I pray that, with the help of my loved ones, I'll continue to learn from everything - the good, the bad and the ugly. I pray that I'll always find the strength...and I wish the same for all of you. 




  1. Chronic pain/illness at any age but is especially difficult to swallow the younger the person. I've been at this for 10 plus years now. I'm in the middle of my life now but it stole some time from me that can not be captured back no matter how much I wish it to be. If not for the love of my family and friends, some days I could hardly see the light at the end of the tiny tunnel. You are right to lean and ask for help when needed. Take comfort on bad days knowing it's there for you. Well written and thank you for sharing. Hugs. tammy

  2. Hi Tammy: Thank you for sharing a bit of your story with me - what is the nature of your pain? I think it's normal and natural to feel like we've been cheated out of some time (I've already felt that way at 24). I'm trying, though, to see each of those days as purposeful nowadays. I'm glad that you have the kind of support system I do - it means the world and I wish everyone living with illness could say the same. Thank you so much for writing and I hope to connect with you again soon. Hugs right back xox

  3. You are so amazing, and have a wonderful family to be so supportive.

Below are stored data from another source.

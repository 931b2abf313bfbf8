// Copyright 2026 the Logo Explode Authors
// SPDX-License-Identifier: Apache-2.0 OR MIT

//! The `data-transition-*` attribute contract.
//!
//! Markup collaborators stamp these attributes onto elements; the engine only
//! reads them. A marker groups a source and a target by an opaque id. Numeric
//! overrides that are absent, non-numeric, or zero defer to the global
//! [`EngineConfig`].

use alloc::string::{String, ToString as _};

use kurbo::Vec2;

use crate::config::EngineConfig;

/// Opaque id grouping a source with its target.
pub const ATTR_ID: &str = "data-transition-id";
/// `source` or `target`.
pub const ATTR_ROLE: &str = "data-transition-role";
/// Destination URL of a source.
pub const ATTR_LINK: &str = "data-transition-link";
/// Overlay background color.
pub const ATTR_COLOR: &str = "data-transition-color";
/// Selector of a nested element to animate. Reserved; carried but unused.
pub const ATTR_ANIMATE_SELECTOR: &str = "data-transition-animate-selector";
/// Expand duration override, in milliseconds.
pub const ATTR_DURATION_EXPAND: &str = "data-transition-duration-expand";
/// Shrink duration override, in milliseconds.
pub const ATTR_DURATION_SHRINK: &str = "data-transition-duration-shrink";
/// Explode scale override.
pub const ATTR_SCALE_EXPLODE: &str = "data-transition-scale-explode";
/// Horizontal landing offset of a target, in pixels.
pub const ATTR_OFFSET_X: &str = "data-transition-offset-x";
/// Vertical landing offset of a target, in pixels.
pub const ATTR_OFFSET_Y: &str = "data-transition-offset-y";

/// Anything that can answer attribute lookups, typically a DOM element.
pub trait AttributeSource {
    /// Returns the attribute value, or `None` when it is not set.
    fn attribute(&self, name: &str) -> Option<String>;
}

/// Which end of a transition a marker describes.
#[derive(Clone, Copy, Debug, PartialEq, Eq, Hash)]
pub enum Role {
    /// The element clicked on the current page.
    Source,
    /// The element the clone lands on in the destination page.
    Target,
}

impl Role {
    /// Parses the attribute value. Matching is exact.
    #[must_use]
    pub fn parse(value: &str) -> Option<Self> {
        match value {
            "source" => Some(Self::Source),
            "target" => Some(Self::Target),
            _ => None,
        }
    }

    /// The attribute value for this role.
    #[must_use]
    pub const fn as_str(self) -> &'static str {
        match self {
            Self::Source => "source",
            Self::Target => "target",
        }
    }
}

/// Per-marker overrides of the global animation settings.
#[derive(Clone, Copy, Debug, Default, PartialEq)]
pub struct MarkerOverrides {
    /// Expand duration, in milliseconds.
    pub expand_ms: Option<u32>,
    /// Shrink duration, in milliseconds.
    pub shrink_ms: Option<u32>,
    /// Explode scale multiplier.
    pub explode_scale: Option<f64>,
}

/// Animation parameters after overrides have been applied.
#[derive(Clone, Copy, Debug, PartialEq)]
pub struct Effective {
    /// Expand duration, in milliseconds.
    pub expand_ms: u32,
    /// Shrink duration, in milliseconds.
    pub shrink_ms: u32,
    /// Explode scale multiplier.
    pub explode_scale: f64,
}

impl MarkerOverrides {
    /// Applies these overrides on top of `config`.
    #[must_use]
    pub fn resolve(&self, config: &EngineConfig) -> Effective {
        Effective {
            expand_ms: self.expand_ms.unwrap_or(config.expand_duration_ms),
            shrink_ms: self.shrink_ms.unwrap_or(config.shrink_duration_ms),
            explode_scale: self.explode_scale.unwrap_or(config.explode_scale),
        }
    }
}

/// All transition attributes of one element.
#[derive(Clone, Debug, Default, PartialEq)]
pub struct TransitionMarker {
    /// Group id. Empty ids are treated as absent.
    pub id: Option<String>,
    /// Declared role, if recognized.
    pub role: Option<Role>,
    /// Destination URL (sources only).
    pub link: Option<String>,
    /// Overlay background color.
    pub color: Option<String>,
    /// Reserved selector for nested-element cloning.
    pub animate_selector: Option<String>,
    /// Animation overrides.
    pub overrides: MarkerOverrides,
    /// Landing offset in pixels (targets only; zero for sources).
    pub offset: Vec2,
}

impl TransitionMarker {
    /// Reads every transition attribute from `source`.
    #[must_use]
    pub fn read<S: AttributeSource + ?Sized>(source: &S) -> Self {
        let role = source.attribute(ATTR_ROLE).as_deref().and_then(Role::parse);
        let offset = if role == Some(Role::Target) {
            Vec2::new(
                source
                    .attribute(ATTR_OFFSET_X)
                    .as_deref()
                    .and_then(parse_number)
                    .unwrap_or(0.0),
                source
                    .attribute(ATTR_OFFSET_Y)
                    .as_deref()
                    .and_then(parse_number)
                    .unwrap_or(0.0),
            )
        } else {
            Vec2::ZERO
        };

        Self {
            id: non_empty(source.attribute(ATTR_ID)),
            role,
            link: non_empty(source.attribute(ATTR_LINK)),
            color: non_empty(source.attribute(ATTR_COLOR)),
            animate_selector: non_empty(source.attribute(ATTR_ANIMATE_SELECTOR)),
            overrides: MarkerOverrides {
                expand_ms: positive(source.attribute(ATTR_DURATION_EXPAND)).and_then(whole_ms),
                shrink_ms: positive(source.attribute(ATTR_DURATION_SHRINK)).and_then(whole_ms),
                explode_scale: positive(source.attribute(ATTR_SCALE_EXPLODE)),
            },
            offset,
        }
    }

    /// Overlay background for a session started from this marker.
    ///
    /// The marker's own color wins over the global one.
    #[must_use]
    pub fn overlay_color<'a>(&'a self, config: &'a EngineConfig) -> Option<&'a str> {
        self.color
            .as_deref()
            .or(config.global_bg_color.as_deref())
    }
}

/// Selector matching every source marker.
pub const SOURCE_SELECTOR: &str = "[data-transition-role=\"source\"]";

/// Selector matching the target marker for `id`.
#[must_use]
pub fn target_selector(id: &str) -> String {
    let mut out = String::with_capacity(id.len() + 64);
    out.push('[');
    out.push_str(ATTR_ID);
    out.push_str("=\"");
    push_css_string(&mut out, id);
    out.push_str("\"][");
    out.push_str(ATTR_ROLE);
    out.push_str("=\"target\"]");
    out
}

/// Appends `value` escaped for a double-quoted CSS string.
fn push_css_string(out: &mut String, value: &str) {
    for c in value.chars() {
        match c {
            '"' | '\\' => {
                out.push('\\');
                out.push(c);
            }
            '\n' => out.push_str("\\a "),
            '\0' => out.push('\u{FFFD}'),
            _ => out.push(c),
        }
    }
}

fn non_empty(value: Option<String>) -> Option<String> {
    let v = value?;
    let trimmed = v.trim();
    if trimmed.is_empty() {
        None
    } else if trimmed.len() == v.len() {
        Some(v)
    } else {
        Some(trimmed.to_string())
    }
}

fn parse_number(value: &str) -> Option<f64> {
    value
        .trim()
        .parse::<f64>()
        .ok()
        .filter(|n| n.is_finite())
}

/// Numeric override; zero and negatives mean "not set".
fn positive(value: Option<String>) -> Option<f64> {
    value
        .as_deref()
        .and_then(parse_number)
        .filter(|n| *n > 0.0)
}

fn whole_ms(n: f64) -> Option<u32> {
    if n > f64::from(u32::MAX) {
        return None;
    }
    #[expect(
        clippy::cast_possible_truncation,
        clippy::cast_sign_loss,
        reason = "positive and range checked; rounding to whole milliseconds"
    )]
    let ms = (n + 0.5) as u32;
    Some(ms)
}

#[cfg(test)]
mod tests {
    use super::*;
    use alloc::vec::Vec;

    struct Attrs(Vec<(&'static str, &'static str)>);

    impl AttributeSource for Attrs {
        fn attribute(&self, name: &str) -> Option<String> {
            self.0
                .iter()
                .find(|(k, _)| *k == name)
                .map(|(_, v)| (*v).to_string())
        }
    }

    #[test]
    fn reads_source_marker() {
        let attrs = Attrs(alloc::vec![
            (ATTR_ID, "logo"),
            (ATTR_ROLE, "source"),
            (ATTR_LINK, "/about"),
            (ATTR_DURATION_EXPAND, "500"),
            (ATTR_SCALE_EXPLODE, "0"),
            (ATTR_OFFSET_X, "12"),
        ]);
        let marker = TransitionMarker::read(&attrs);
        assert_eq!(marker.id.as_deref(), Some("logo"));
        assert_eq!(marker.role, Some(Role::Source));
        assert_eq!(marker.link.as_deref(), Some("/about"));
        assert_eq!(marker.overrides.expand_ms, Some(500));
        assert_eq!(marker.overrides.explode_scale, None, "zero is not an override");
        assert_eq!(marker.offset, Vec2::ZERO, "offsets only apply to targets");
    }

    #[test]
    fn reads_target_offsets() {
        let attrs = Attrs(alloc::vec![
            (ATTR_ID, "logo"),
            (ATTR_ROLE, "target"),
            (ATTR_OFFSET_X, "-4"),
            (ATTR_OFFSET_Y, "7.5"),
        ]);
        let marker = TransitionMarker::read(&attrs);
        assert_eq!(marker.role, Some(Role::Target));
        assert_eq!(marker.offset, Vec2::new(-4.0, 7.5));
    }

    #[test]
    fn blank_id_and_unknown_role_are_absent() {
        let attrs = Attrs(alloc::vec![(ATTR_ID, "  "), (ATTR_ROLE, "Source")]);
        let marker = TransitionMarker::read(&attrs);
        assert_eq!(marker.id, None);
        assert_eq!(marker.role, None);
    }

    #[test]
    fn overrides_fall_back_to_config() {
        let config = EngineConfig::default();
        let eff = MarkerOverrides {
            shrink_ms: Some(250),
            ..MarkerOverrides::default()
        }
        .resolve(&config);
        assert_eq!(eff.expand_ms, 800);
        assert_eq!(eff.shrink_ms, 250);
        assert_eq!(eff.explode_scale, 100.0);

        let garbage = Attrs(alloc::vec![(ATTR_DURATION_SHRINK, "slow")]);
        let eff = TransitionMarker::read(&garbage).overrides.resolve(&config);
        assert_eq!(eff.shrink_ms, 800, "non-numeric override is ignored");
    }

    #[test]
    fn overlay_color_prefers_marker() {
        let mut config = EngineConfig::default();
        let mut marker = TransitionMarker::default();
        assert_eq!(marker.overlay_color(&config), None);
        config.global_bg_color = Some("black".into());
        assert_eq!(marker.overlay_color(&config), Some("black"));
        marker.color = Some("#fff".into());
        assert_eq!(marker.overlay_color(&config), Some("#fff"));
    }

    #[test]
    fn target_selector_escapes_quotes() {
        assert_eq!(
            target_selector("logo"),
            r#"[data-transition-id="logo"][data-transition-role="target"]"#
        );
        assert_eq!(
            target_selector(r#"a"b\c"#),
            r#"[data-transition-id="a\"b\\c"][data-transition-role="target"]"#
        );
    }
}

    I am 32 and have only been diagnosed for about 18 months, but have had symptoms off and on as long as I can remember. So it has been a new concept for my family to grasp. Even my husband gets frustrated sometimes when I can't do things that I used to.

  4. Maya, you always amaze me.

    I think one thing I have learned from having RA is that people really want to help and while we are often trying to be strong and independent, we don't allow others to fill their need to help. As a mother I can definitely say that in the same situation, it would fill me with great pleasure to know that I am helping my child, no matter what the age. Good for you and your parents! Big hugs friend.